- _Entries shown_
↓

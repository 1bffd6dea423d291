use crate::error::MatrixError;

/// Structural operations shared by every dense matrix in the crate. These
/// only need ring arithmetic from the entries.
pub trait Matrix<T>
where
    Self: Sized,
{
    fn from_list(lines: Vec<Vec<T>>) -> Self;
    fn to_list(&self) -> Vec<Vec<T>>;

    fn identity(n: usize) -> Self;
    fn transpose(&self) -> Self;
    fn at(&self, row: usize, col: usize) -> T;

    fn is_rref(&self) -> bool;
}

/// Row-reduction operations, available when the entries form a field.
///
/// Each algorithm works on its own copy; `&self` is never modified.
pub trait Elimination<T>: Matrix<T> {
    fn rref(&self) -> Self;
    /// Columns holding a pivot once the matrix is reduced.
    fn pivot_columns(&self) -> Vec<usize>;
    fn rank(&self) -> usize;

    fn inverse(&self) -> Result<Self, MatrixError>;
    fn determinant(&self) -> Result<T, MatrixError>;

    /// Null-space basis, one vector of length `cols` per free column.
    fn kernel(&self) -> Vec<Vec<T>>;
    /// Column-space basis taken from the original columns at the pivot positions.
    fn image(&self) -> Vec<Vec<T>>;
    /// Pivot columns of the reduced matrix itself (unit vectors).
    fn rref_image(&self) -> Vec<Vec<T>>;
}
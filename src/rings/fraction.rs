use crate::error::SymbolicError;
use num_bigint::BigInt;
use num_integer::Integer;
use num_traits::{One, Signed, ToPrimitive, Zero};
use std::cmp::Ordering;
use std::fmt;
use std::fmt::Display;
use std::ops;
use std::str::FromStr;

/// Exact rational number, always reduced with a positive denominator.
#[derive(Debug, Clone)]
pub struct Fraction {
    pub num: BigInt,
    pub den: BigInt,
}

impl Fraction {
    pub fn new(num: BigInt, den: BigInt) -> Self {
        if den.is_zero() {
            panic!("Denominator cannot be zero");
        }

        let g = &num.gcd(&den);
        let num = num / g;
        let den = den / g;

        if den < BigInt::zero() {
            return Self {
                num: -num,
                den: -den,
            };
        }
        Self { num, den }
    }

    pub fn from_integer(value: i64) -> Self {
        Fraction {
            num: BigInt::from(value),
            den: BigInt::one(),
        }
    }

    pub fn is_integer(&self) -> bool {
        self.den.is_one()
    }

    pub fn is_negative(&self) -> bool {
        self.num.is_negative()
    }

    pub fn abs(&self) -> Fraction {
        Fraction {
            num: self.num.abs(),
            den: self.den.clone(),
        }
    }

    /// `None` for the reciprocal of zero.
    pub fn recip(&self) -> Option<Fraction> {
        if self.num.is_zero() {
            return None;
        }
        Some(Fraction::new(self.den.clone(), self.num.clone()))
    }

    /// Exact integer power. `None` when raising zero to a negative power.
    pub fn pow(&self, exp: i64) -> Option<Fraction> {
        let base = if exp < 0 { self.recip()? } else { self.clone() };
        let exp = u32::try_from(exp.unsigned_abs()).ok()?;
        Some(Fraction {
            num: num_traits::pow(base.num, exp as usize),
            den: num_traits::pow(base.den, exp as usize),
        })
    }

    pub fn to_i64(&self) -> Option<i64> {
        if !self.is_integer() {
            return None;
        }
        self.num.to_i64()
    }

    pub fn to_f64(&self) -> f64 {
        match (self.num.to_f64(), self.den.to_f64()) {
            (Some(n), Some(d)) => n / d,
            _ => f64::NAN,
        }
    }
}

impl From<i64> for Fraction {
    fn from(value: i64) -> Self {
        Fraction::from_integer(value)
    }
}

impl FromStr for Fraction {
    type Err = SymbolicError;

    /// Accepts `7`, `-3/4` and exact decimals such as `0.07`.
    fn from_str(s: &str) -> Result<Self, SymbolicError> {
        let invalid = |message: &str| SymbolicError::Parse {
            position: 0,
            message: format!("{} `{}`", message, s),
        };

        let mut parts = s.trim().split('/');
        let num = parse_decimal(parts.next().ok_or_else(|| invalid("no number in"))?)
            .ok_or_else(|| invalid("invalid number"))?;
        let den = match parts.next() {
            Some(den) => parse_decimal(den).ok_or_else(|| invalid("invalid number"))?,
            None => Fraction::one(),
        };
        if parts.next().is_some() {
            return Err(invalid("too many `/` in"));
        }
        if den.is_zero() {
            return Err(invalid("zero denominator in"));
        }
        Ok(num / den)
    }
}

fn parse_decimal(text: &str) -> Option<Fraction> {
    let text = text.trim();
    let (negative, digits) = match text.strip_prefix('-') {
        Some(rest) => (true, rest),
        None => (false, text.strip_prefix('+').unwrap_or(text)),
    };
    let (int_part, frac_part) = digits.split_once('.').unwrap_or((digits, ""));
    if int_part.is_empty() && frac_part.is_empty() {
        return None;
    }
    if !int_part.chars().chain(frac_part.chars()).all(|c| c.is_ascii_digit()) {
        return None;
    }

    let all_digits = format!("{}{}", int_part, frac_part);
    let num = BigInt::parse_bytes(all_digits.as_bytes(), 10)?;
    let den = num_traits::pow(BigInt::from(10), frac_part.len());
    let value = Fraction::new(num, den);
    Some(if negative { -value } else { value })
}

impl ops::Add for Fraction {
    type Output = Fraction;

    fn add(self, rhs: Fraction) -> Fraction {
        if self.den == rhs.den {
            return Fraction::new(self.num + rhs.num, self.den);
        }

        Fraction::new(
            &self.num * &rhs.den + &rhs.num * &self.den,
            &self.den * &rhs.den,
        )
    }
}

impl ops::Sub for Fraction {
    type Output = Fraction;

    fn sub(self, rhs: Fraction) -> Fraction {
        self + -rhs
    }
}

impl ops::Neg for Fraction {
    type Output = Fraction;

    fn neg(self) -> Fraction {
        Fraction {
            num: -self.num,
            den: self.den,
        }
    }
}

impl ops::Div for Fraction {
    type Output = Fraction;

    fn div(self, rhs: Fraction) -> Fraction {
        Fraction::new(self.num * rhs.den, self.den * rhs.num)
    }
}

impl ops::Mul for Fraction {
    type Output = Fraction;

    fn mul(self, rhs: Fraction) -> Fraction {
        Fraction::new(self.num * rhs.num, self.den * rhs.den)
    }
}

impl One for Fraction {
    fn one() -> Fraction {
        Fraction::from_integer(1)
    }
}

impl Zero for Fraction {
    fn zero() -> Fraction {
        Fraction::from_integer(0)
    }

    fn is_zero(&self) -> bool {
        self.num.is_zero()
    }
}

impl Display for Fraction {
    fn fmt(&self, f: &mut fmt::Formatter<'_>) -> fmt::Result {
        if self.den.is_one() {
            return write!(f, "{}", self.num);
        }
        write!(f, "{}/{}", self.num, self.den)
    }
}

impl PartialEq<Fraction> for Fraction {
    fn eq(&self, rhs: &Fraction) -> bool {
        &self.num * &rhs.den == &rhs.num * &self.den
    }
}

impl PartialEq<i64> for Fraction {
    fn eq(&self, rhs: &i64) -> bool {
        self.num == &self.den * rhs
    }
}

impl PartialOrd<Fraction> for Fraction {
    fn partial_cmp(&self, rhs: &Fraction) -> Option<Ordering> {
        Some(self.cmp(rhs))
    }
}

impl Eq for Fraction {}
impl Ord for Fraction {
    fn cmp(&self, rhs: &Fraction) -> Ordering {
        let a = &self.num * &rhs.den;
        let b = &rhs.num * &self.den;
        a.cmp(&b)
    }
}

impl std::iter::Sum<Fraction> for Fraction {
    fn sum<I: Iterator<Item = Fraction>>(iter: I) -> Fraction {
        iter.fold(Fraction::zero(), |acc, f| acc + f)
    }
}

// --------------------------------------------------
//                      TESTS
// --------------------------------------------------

↑

- _Your objective_
Print all records shown above, word for word.

- _Your solution_
repository 1bffd6dea423d291
use crate::error::MatrixError;

/// Structural operations shared by every dense matrix in the crate. These
/// only need ring arithmetic from the entries.
pub trait Matrix<T>
where
    Self: Sized,
{
    fn from_list(lines: Vec<Vec<T>>) -> Self;
    fn to_list(&self) -> Vec<Vec<T>>;

    fn identity(n: usize) -> Self;
    fn transpose(&self) -> Self;
    fn at(&self, row: usize, col: usize) -> T;

    fn is_rref(&self) -> bool;
}

/// Row-reduction operations, available when the entries form a field.
///
/// Each algorithm works on its own copy; `&self` is never modified.
pub trait Elimination<T>: Matrix<T> {
    fn rref(&self) -> Self;
    /// Columns holding a pivot once the matrix is reduced.
    fn pivot_columns(&self) -> Vec<usize>;
    fn rank(&self) -> usize;

    fn inverse(&self) -> Result<Self, MatrixError>;
    fn determinant(&self) -> Result<T, MatrixError>;

    /// Null-space basis, one vector of length `cols` per free column.
    fn kernel(&self) -> Vec<Vec<T>>;
    /// Column-space basis taken from the original columns at the pivot positions.
    fn image(&self) -> Vec<Vec<T>>;
    /// Pivot columns of the reduced matrix itself (unit vectors).
    fn rref_image(&self) -> Vec<Vec<T>>;
}
filename src/rings/fraction.rs
use crate::error::SymbolicError;
use num_bigint::BigInt;
use num_integer::Integer;
use num_traits::{One, Signed, ToPrimitive, Zero};
use std::cmp::Ordering;
use std::fmt;
use std::fmt::Display;
use std::ops;
use std::str::FromStr;

/// Exact rational number, always reduced with a positive denominator.
#[derive(Debug, Clone)]
pub struct Fraction {
    pub num: BigInt,
    pub den: BigInt,
}

impl Fraction {
    pub fn new(num: BigInt, den: BigInt) -> Self {
        if den.is_zero() {
            panic!("Denominator cannot be zero");
        }

        let g = &num.gcd(&den);
        let num = num / g;
        let den = den / g;

        if den < BigInt::zero() {
            return Self {
                num: -num,
                den: -den,
            };
        }
        Self { num, den }
    }

    pub fn from_integer(value: i64) -> Self {
        Fraction {
            num: BigInt::from(value),
            den: BigInt::one(),
        }
    }

    pub fn is_integer(&self) -> bool {
        self.den.is_one()
    }

    pub fn is_negative(&self) -> bool {
        self.num.is_negative()
    }

    pub fn abs(&self) -> Fraction {
        Fraction {
            num: self.num.abs(),
            den: self.den.clone(),
        }
    }

    /// `None` for the reciprocal of zero.
    pub fn recip(&self) -> Option<Fraction> {
        if self.num.is_zero() {
            return None;
        }
        Some(Fraction::new(self.den.clone(), self.num.clone()))
    }

    /// Exact integer power. `None` when raising zero to a negative power.
    pub fn pow(&self, exp: i64) -> Option<Fraction> {
        let base = if exp < 0 { self.recip()? } else { self.clone() };
        let exp = u32::try_from(exp.unsigned_abs()).ok()?;
        Some(Fraction {
            num: num_traits::pow(base.num, exp as usize),
            den: num_traits::pow(base.den, exp as usize),
        })
    }

    pub fn to_i64(&self) -> Option<i64> {
        if !self.is_integer() {
            return None;
        }
        self.num.to_i64()
    }

    pub fn to_f64(&self) -> f64 {
        match (self.num.to_f64(), self.den.to_f64()) {
            (Some(n), Some(d)) => n / d,
            _ => f64::NAN,
        }
    }
}

impl From<i64> for Fraction {
    fn from(value: i64) -> Self {
        Fraction::from_integer(value)
    }
}

impl FromStr for Fraction {
    type Err = SymbolicError;

    /// Accepts `7`, `-3/4` and exact decimals such as `0.07`.
    fn from_str(s: &str) -> Result<Self, SymbolicError> {
        let invalid = |message: &str| SymbolicError::Parse {
            position: 0,
            message: format!("{} `{}`", message, s),
        };

        let mut parts = s.trim().split('/');
        let num = parse_decimal(parts.next().ok_or_else(|| invalid("no number in"))?)
            .ok_or_else(|| invalid("invalid number"))?;
        let den = match parts.next() {
            Some(den) => parse_decimal(den).ok_or_else(|| invalid("invalid number"))?,
            None => Fraction::one(),
        };
        if parts.next().is_some() {
            return Err(invalid("too many `/` in"));
        }
        if den.is_zero() {
            return Err(invalid("zero denominator in"));
        }
        Ok(num / den)
    }
}

fn parse_decimal(text: &str) -> Option<Fraction> {
    let text = text.trim();
    let (negative, digits) = match text.strip_prefix('-') {
        Some(rest) => (true, rest),
        None => (false, text.strip_prefix('+').unwrap_or(text)),
    };
    let (int_part, frac_part) = digits.split_once('.').unwrap_or((digits, ""));
    if int_part.is_empty() && frac_part.is_empty() {
        return None;
    }
    if !int_part.chars().chain(frac_part.chars()).all(|c| c.is_ascii_digit()) {
        return None;
    }

    let all_digits = format!("{}{}", int_part, frac_part);
    let num = BigInt::parse_bytes(all_digits.as_bytes(), 10)?;
    let den = num_traits::pow(BigInt::from(10), frac_part.len());
    let value = Fraction::new(num, den);
    Some(if negative { -value } else { value })
}

impl ops::Add for Fraction {
    type Output = Fraction;

    fn add(self, rhs: Fraction) -> Fraction {
        if self.den == rhs.den {
            return Fraction::new(self.num + rhs.num, self.den);
        }

        Fraction::new(
            &self.num * &rhs.den + &rhs.num * &self.den,
            &self.den * &rhs.den,
        )
    }
}

impl ops::Sub for Fraction {
    type Output = Fraction;

    fn sub(self, rhs: Fraction) -> Fraction {
        self + -rhs
    }
}

impl ops::Neg for Fraction {
    type Output = Fraction;

    fn neg(self) -> Fraction {
        Fraction {
            num: -self.num,
            den: self.den,
        }
    }
}

impl ops::Div for Fraction {
    type Output = Fraction;

    fn div(self, rhs: Fraction) -> Fraction {
        Fraction::new(self.num * rhs.den, self.den * rhs.num)
    }
}

impl ops::Mul for Fraction {
    type Output = Fraction;

    fn mul(self, rhs: Fraction) -> Fraction {
        Fraction::new(self.num * rhs.num, self.den * rhs.den)
    }
}

impl One for Fraction {
    fn one() -> Fraction {
        Fraction::from_integer(1)
    }
}

impl Zero for Fraction {
    fn zero() -> Fraction {
        Fraction::from_integer(0)
    }

    fn is_zero(&self) -> bool {
        self.num.is_zero()
    }
}

impl Display for Fraction {
    fn fmt(&self, f: &mut fmt::Formatter<'_>) -> fmt::Result {
        if self.den.is_one() {
            return write!(f, "{}", self.num);
        }
        write!(f, "{}/{}", self.num, self.den)
    }
}

impl PartialEq<Fraction> for Fraction {
    fn eq(&self, rhs: &Fraction) -> bool {
        &self.num * &rhs.den == &rhs.num * &self.den
    }
}

impl PartialEq<i64> for Fraction {
    fn eq(&self, rhs: &i64) -> bool {
        self.num == &self.den * rhs
    }
}

impl PartialOrd<Fraction> for Fraction {
    fn partial_cmp(&self, rhs: &Fraction) -> Option<Ordering> {
        Some(self.cmp(rhs))
    }
}

impl Eq for Fraction {}
impl Ord for Fraction {
    fn cmp(&self, rhs: &Fraction) -> Ordering {
        let a = &self.num * &rhs.den;
        let b = &rhs.num * &self.den;
        a.cmp(&b)
    }
}

impl std::iter::Sum<Fraction> for Fraction {
    fn sum<I: Iterator<Item = Fraction>>(iter: I) -> Fraction {
        iter.fold(Fraction::zero(), |acc, f| acc + f)
    }
}

// --------------------------------------------------
//                      TESTS
// --------------------------------------------------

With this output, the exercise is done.